*What you should do*
Each record should be written out exactly as it stands.

*Data extract*
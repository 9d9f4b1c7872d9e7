//! Resolve command implementation.
//!
//! This module implements the `resolve` command, which normalizes one or
//! more segments into a canonical path within the configured base.

use crate::error::CliError;
use crate::utils::{emit, ensure_within, load_configuration, scope, GlobalOptions};
use clap::Args;
use segpath::output::Report;

/// Resolve segments into a canonical path.
#[derive(Args)]
pub struct ResolveCommand {
    /// Segments to resolve, in order
    #[arg(value_name = "SEGMENTS", required = true)]
    pub segments: Vec<String>,
}

impl ResolveCommand {
    /// Execute the resolve command.
    pub fn execute(self, global: &GlobalOptions) -> Result<(), CliError> {
        // 1. Load configuration
        let config = load_configuration(global)?;
        let base = scope(&config)?;

        // 2. Resolve within the base
        let resolved = base.path(&self.segments)?;
        ensure_within(&config, &base, &resolved)?;

        // 3. Output
        emit(&config, &Report::new(self.segments, Some(resolved)))
    }
}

*Exercise result*
repository 9d9f4b1c7872d9e7
//! Resolve command implementation.
//!
//! This module implements the `resolve` command, which normalizes one or
//! more segments into a canonical path within the configured base.

use crate::error::CliError;
use crate::utils::{emit, ensure_within, load_configuration, scope, GlobalOptions};
use clap::Args;
use segpath::output::Report;

/// Resolve segments into a canonical path.
#[derive(Args)]
pub struct ResolveCommand {
    /// Segments to resolve, in order
    #[arg(value_name = "SEGMENTS", required = true)]
    pub segments: Vec<String>,
}

impl ResolveCommand {
    /// Execute the resolve command.
    pub fn execute(self, global: &GlobalOptions) -> Result<(), CliError> {
        // 1. Load configuration
        let config = load_configuration(global)?;
        let base = scope(&config)?;

        // 2. Resolve within the base
        let resolved = base.path(&self.segments)?;
        ensure_within(&config, &base, &resolved)?;

        // 3. Output
        emit(&config, &Report::new(self.segments, Some(resolved)))
    }
}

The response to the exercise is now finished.